### WORK TO BE COMPLETED
Set the following entries down again exactly, line by line.

### SOURCE INFORMATION
◇ ◇ ◇

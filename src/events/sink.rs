// src/events/sink.rs

use std::sync::Arc;

use tracing::trace;

use super::bus::EventBus;
use super::event::{BuildEvent, Event};
use super::handler::EventHandler;

/// Gate in front of the event handler and the optional bus.
///
/// Whether subcommands are reported is decided once, at construction.
#[derive(Clone)]
pub struct EventSink {
    handler: Arc<dyn EventHandler>,
    bus: Option<Arc<dyn EventBus>>,
    reports_subcommands: bool,
}

impl EventSink {
    pub fn new(
        handler: Arc<dyn EventHandler>,
        bus: Option<Arc<dyn EventBus>>,
        reports_subcommands: bool,
    ) -> Self {
        Self {
            handler,
            bus,
            reports_subcommands,
        }
    }

    /// Lets callers skip building the subcommand text when it would be
    /// discarded anyway.
    pub fn reports_subcommands(&self) -> bool {
        self.reports_subcommands
    }

    /// Deliver a subcommand to the handler, then post it on the bus (if any).
    /// No-op when subcommand reporting is disabled.
    pub fn report_subcommand(&self, reason: &str, message: &str) {
        if !self.reports_subcommands {
            return;
        }

        trace!(reason, "reporting subcommand");
        self.handler.handle(Event::subcommand(reason, message));

        if let Some(bus) = &self.bus {
            bus.post(BuildEvent::Subcommand {
                reason: reason.to_string(),
                message: message.to_string(),
            });
        }
    }

    pub fn event_handler(&self) -> &Arc<dyn EventHandler> {
        &self.handler
    }

    pub fn event_bus(&self) -> Option<&Arc<dyn EventBus>> {
        self.bus.as_ref()
    }
}
#![cfg(unix)]

use std::sync::Arc;
use std::time::Duration;

use exec_dispatch::context::{Spawn, SpawnActionContext};
use exec_dispatch::env::Clock;
use exec_dispatch::errors::DispatchError;
use exec_dispatch::events::{Event, EventKind};
use exec_dispatch::exec::{DryRunSpawnStrategy, LocalSpawnStrategy};
use exec_dispatch::types::Mnemonic;
use exec_dispatch_test_utils::{
    JournalEntry, ManualClock, TestExecutorBuilder, init_tracing, with_timeout,
};

fn sh(mnemonic: &str, script: &str) -> Spawn {
    Spawn::new(
        Mnemonic::new(mnemonic).unwrap(),
        vec!["/bin/sh".into(), "-c".into(), script.into()],
    )
}

#[tokio::test]
async fn successful_spawn_reports_then_runs() {
    init_tracing();
    let root = tempfile::tempdir().unwrap();
    let (executor, journal) = TestExecutorBuilder::new()
        .exec_root(root.path())
        .reports_subcommands(true)
        .default_strategy(Arc::new(LocalSpawnStrategy))
        .build();

    // Runs inside the exec root: the marker lands there.
    let spawn = sh("Genrule", "echo built > marker.txt").with_env("LANG", "C");
    let strategy = executor.spawn_action_context("Genrule").unwrap();
    let result = with_timeout(strategy.exec(&spawn, &executor)).await.unwrap();

    assert!(result.success());
    assert_eq!(
        std::fs::read_to_string(root.path().join("marker.txt")).unwrap(),
        "built\n"
    );

    let entries = journal.entries();
    assert_eq!(entries.len(), 1);
    match &entries[0] {
        JournalEntry::Handled(Event { kind, message }) => {
            assert_eq!(*kind, EventKind::Subcommand);
            assert!(message.starts_with("# Genrule action\n"));
            assert!(message.contains("LANG=C"));
        }
        other => panic!("unexpected journal entry: {other:?}"),
    }
}

#[tokio::test]
async fn environment_is_not_inherited() {
    let root = tempfile::tempdir().unwrap();
    let (executor, _) = TestExecutorBuilder::new()
        .exec_root(root.path())
        .default_strategy(Arc::new(LocalSpawnStrategy))
        .build();

    let spawn = sh("Genrule", r#"test -z "$HOME" && test "$ONLY" = yes"#).with_env("ONLY", "yes");
    let result = LocalSpawnStrategy.exec(&spawn, &executor).await.unwrap();
    assert_eq!(result.exit_code, 0);
}

#[tokio::test]
async fn non_zero_exit_is_spawn_failed_with_verbose_detail() {
    let root = tempfile::tempdir().unwrap();
    let (executor, _) = TestExecutorBuilder::new()
        .exec_root(root.path())
        .verbose_failures(true)
        .default_strategy(Arc::new(LocalSpawnStrategy))
        .build();

    match LocalSpawnStrategy.exec(&sh("CppCompile", "exit 3"), &executor).await {
        Err(DispatchError::SpawnFailed {
            mnemonic,
            exit_code,
            detail,
        }) => {
            assert_eq!(mnemonic, "CppCompile");
            assert_eq!(exit_code, 3);
            assert!(detail.contains("exit 3"));
        }
        other => panic!("Expected SpawnFailed, got: {other:?}"),
    }
}

#[tokio::test]
async fn terse_failures_omit_the_command_line() {
    let (executor, _) = TestExecutorBuilder::new()
        .default_strategy(Arc::new(LocalSpawnStrategy))
        .build();

    match LocalSpawnStrategy.exec(&sh("CppCompile", "exit 1"), &executor).await {
        Err(DispatchError::SpawnFailed { detail, .. }) => assert!(detail.is_empty()),
        other => panic!("Expected SpawnFailed, got: {other:?}"),
    }
}

#[tokio::test]
async fn empty_command_line_is_rejected() {
    let (executor, _) = TestExecutorBuilder::new()
        .default_strategy(Arc::new(LocalSpawnStrategy))
        .build();

    let spawn = Spawn::new(Mnemonic::new("Genrule").unwrap(), Vec::new());
    assert!(matches!(
        LocalSpawnStrategy.exec(&spawn, &executor).await,
        Err(DispatchError::EmptyCommandLine(_))
    ));
}

#[tokio::test]
async fn wall_time_comes_from_the_executor_clock() {
    let clock = Arc::new(ManualClock::ticking(Duration::from_secs(7)));
    let (executor, _) = TestExecutorBuilder::new()
        .clock(clock.clone())
        .default_strategy(Arc::new(LocalSpawnStrategy))
        .build();

    let result = LocalSpawnStrategy
        .exec(&sh("Genrule", "exit 0"), &executor)
        .await
        .unwrap();
    assert_eq!(result.wall_time, Duration::from_secs(7));
    assert_eq!(clock.nano_time(), 14_000_000_000);
}

#[test]
fn described_command_line_reproduces_the_spawn() {
    let root = tempfile::tempdir().unwrap();
    let spawn = sh("Genrule", r#"echo "$MSG" > 'out file.txt'"#).with_env("MSG", "hello world");
    let line = spawn.describe(root.path());

    let status = std::process::Command::new("/bin/sh")
        .arg("-c")
        .arg(&line)
        .status()
        .unwrap();
    assert!(status.success(), "failed to replay: {line}");
    assert_eq!(
        std::fs::read_to_string(root.path().join("out file.txt")).unwrap(),
        "hello world\n"
    );
}

#[tokio::test]
async fn dry_run_reports_without_running() {
    let root = tempfile::tempdir().unwrap();
    let (executor, journal) = TestExecutorBuilder::new()
        .exec_root(root.path())
        .reports_subcommands(true)
        .default_strategy(Arc::new(LocalSpawnStrategy))
        .strategy_for("Genrule", Arc::new(DryRunSpawnStrategy))
        .build();

    let spawn = sh("Genrule", "echo built > marker.txt");
    let strategy = executor.spawn_action_context("Genrule").unwrap();
    assert_eq!(strategy.name(), "dry-run");

    let result = strategy.exec(&spawn, &executor).await.unwrap();
    assert!(result.success());
    assert!(!root.path().join("marker.txt").exists());
    assert_eq!(journal.len(), 1);
}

◇ ◇ ◇

### YOUR SOLUTION
filename src/events/sink.rs
// src/events/sink.rs

use std::sync::Arc;

use tracing::trace;

use super::bus::EventBus;
use super::event::{BuildEvent, Event};
use super::handler::EventHandler;

/// Gate in front of the event handler and the optional bus.
///
/// Whether subcommands are reported is decided once, at construction.
#[derive(Clone)]
pub struct EventSink {
    handler: Arc<dyn EventHandler>,
    bus: Option<Arc<dyn EventBus>>,
    reports_subcommands: bool,
}

impl EventSink {
    pub fn new(
        handler: Arc<dyn EventHandler>,
        bus: Option<Arc<dyn EventBus>>,
        reports_subcommands: bool,
    ) -> Self {
        Self {
            handler,
            bus,
            reports_subcommands,
        }
    }

    /// Lets callers skip building the subcommand text when it would be
    /// discarded anyway.
    pub fn reports_subcommands(&self) -> bool {
        self.reports_subcommands
    }

    /// Deliver a subcommand to the handler, then post it on the bus (if any).
    /// No-op when subcommand reporting is disabled.
    pub fn report_subcommand(&self, reason: &str, message: &str) {
        if !self.reports_subcommands {
            return;
        }

        trace!(reason, "reporting subcommand");
        self.handler.handle(Event::subcommand(reason, message));

        if let Some(bus) = &self.bus {
            bus.post(BuildEvent::Subcommand {
                reason: reason.to_string(),
                message: message.to_string(),
            });
        }
    }

    pub fn event_handler(&self) -> &Arc<dyn EventHandler> {
        &self.handler
    }

    pub fn event_bus(&self) -> Option<&Arc<dyn EventBus>> {
        self.bus.as_ref()
    }
}
#![cfg(unix)]

use std::sync::Arc;
use std::time::Duration;

use exec_dispatch::context::{Spawn, SpawnActionContext};
use exec_dispatch::env::Clock;
use exec_dispatch::errors::DispatchError;
use exec_dispatch::events::{Event, EventKind};
use exec_dispatch::exec::{DryRunSpawnStrategy, LocalSpawnStrategy};
use exec_dispatch::types::Mnemonic;
use exec_dispatch_test_utils::{
    JournalEntry, ManualClock, TestExecutorBuilder, init_tracing, with_timeout,
};

fn sh(mnemonic: &str, script: &str) -> Spawn {
    Spawn::new(
        Mnemonic::new(mnemonic).unwrap(),
        vec!["/bin/sh".into(), "-c".into(), script.into()],
    )
}

#[tokio::test]
async fn successful_spawn_reports_then_runs() {
    init_tracing();
    let root = tempfile::tempdir().unwrap();
    let (executor, journal) = TestExecutorBuilder::new()
        .exec_root(root.path())
        .reports_subcommands(true)
        .default_strategy(Arc::new(LocalSpawnStrategy))
        .build();

    // Runs inside the exec root: the marker lands there.
    let spawn = sh("Genrule", "echo built > marker.txt").with_env("LANG", "C");
    let strategy = executor.spawn_action_context("Genrule").unwrap();
    let result = with_timeout(strategy.exec(&spawn, &executor)).await.unwrap();

    assert!(result.success());
    assert_eq!(
        std::fs::read_to_string(root.path().join("marker.txt")).unwrap(),
        "built\n"
    );

    let entries = journal.entries();
    assert_eq!(entries.len(), 1);
    match &entries[0] {
        JournalEntry::Handled(Event { kind, message }) => {
            assert_eq!(*kind, EventKind::Subcommand);
            assert!(message.starts_with("# Genrule action\n"));
            assert!(message.contains("LANG=C"));
        }
        other => panic!("unexpected journal entry: {other:?}"),
    }
}

#[tokio::test]
async fn environment_is_not_inherited() {
    let root = tempfile::tempdir().unwrap();
    let (executor, _) = TestExecutorBuilder::new()
        .exec_root(root.path())
        .default_strategy(Arc::new(LocalSpawnStrategy))
        .build();

    let spawn = sh("Genrule", r#"test -z "$HOME" && test "$ONLY" = yes"#).with_env("ONLY", "yes");
    let result = LocalSpawnStrategy.exec(&spawn, &executor).await.unwrap();
    assert_eq!(result.exit_code, 0);
}

#[tokio::test]
async fn non_zero_exit_is_spawn_failed_with_verbose_detail() {
    let root = tempfile::tempdir().unwrap();
    let (executor, _) = TestExecutorBuilder::new()
        .exec_root(root.path())
        .verbose_failures(true)
        .default_strategy(Arc::new(LocalSpawnStrategy))
        .build();

    match LocalSpawnStrategy.exec(&sh("CppCompile", "exit 3"), &executor).await {
        Err(DispatchError::SpawnFailed {
            mnemonic,
            exit_code,
            detail,
        }) => {
            assert_eq!(mnemonic, "CppCompile");
            assert_eq!(exit_code, 3);
            assert!(detail.contains("exit 3"));
        }
        other => panic!("Expected SpawnFailed, got: {other:?}"),
    }
}

#[tokio::test]
async fn terse_failures_omit_the_command_line() {
    let (executor, _) = TestExecutorBuilder::new()
        .default_strategy(Arc::new(LocalSpawnStrategy))
        .build();

    match LocalSpawnStrategy.exec(&sh("CppCompile", "exit 1"), &executor).await {
        Err(DispatchError::SpawnFailed { detail, .. }) => assert!(detail.is_empty()),
        other => panic!("Expected SpawnFailed, got: {other:?}"),
    }
}

#[tokio::test]
async fn empty_command_line_is_rejected() {
    let (executor, _) = TestExecutorBuilder::new()
        .default_strategy(Arc::new(LocalSpawnStrategy))
        .build();

    let spawn = Spawn::new(Mnemonic::new("Genrule").unwrap(), Vec::new());
    assert!(matches!(
        LocalSpawnStrategy.exec(&spawn, &executor).await,
        Err(DispatchError::EmptyCommandLine(_))
    ));
}

#[tokio::test]
async fn wall_time_comes_from_the_executor_clock() {
    let clock = Arc::new(ManualClock::ticking(Duration::from_secs(7)));
    let (executor, _) = TestExecutorBuilder::new()
        .clock(clock.clone())
        .default_strategy(Arc::new(LocalSpawnStrategy))
        .build();

    let result = LocalSpawnStrategy
        .exec(&sh("Genrule", "exit 0"), &executor)
        .await
        .unwrap();
    assert_eq!(result.wall_time, Duration::from_secs(7));
    assert_eq!(clock.nano_time(), 14_000_000_000);
}

#[test]
fn described_command_line_reproduces_the_spawn() {
    let root = tempfile::tempdir().unwrap();
    let spawn = sh("Genrule", r#"echo "$MSG" > 'out file.txt'"#).with_env("MSG", "hello world");
    let line = spawn.describe(root.path());

    let status = std::process::Command::new("/bin/sh")
        .arg("-c")
        .arg(&line)
        .status()
        .unwrap();
    assert!(status.success(), "failed to replay: {line}");
    assert_eq!(
        std::fs::read_to_string(root.path().join("out file.txt")).unwrap(),
        "hello world\n"
    );
}

#[tokio::test]
async fn dry_run_reports_without_running() {
    let root = tempfile::tempdir().unwrap();
    let (executor, journal) = TestExecutorBuilder::new()
        .exec_root(root.path())
        .reports_subcommands(true)
        .default_strategy(Arc::new(LocalSpawnStrategy))
        .strategy_for("Genrule", Arc::new(DryRunSpawnStrategy))
        .build();

    let spawn = sh("Genrule", "echo built > marker.txt");
    let strategy = executor.spawn_action_context("Genrule").unwrap();
    assert_eq!(strategy.name(), "dry-run");

    let result = strategy.exec(&spawn, &executor).await.unwrap();
    assert!(result.success());
    assert!(!root.path().join("marker.txt").exists());
    assert_eq!(journal.len(), 1);
}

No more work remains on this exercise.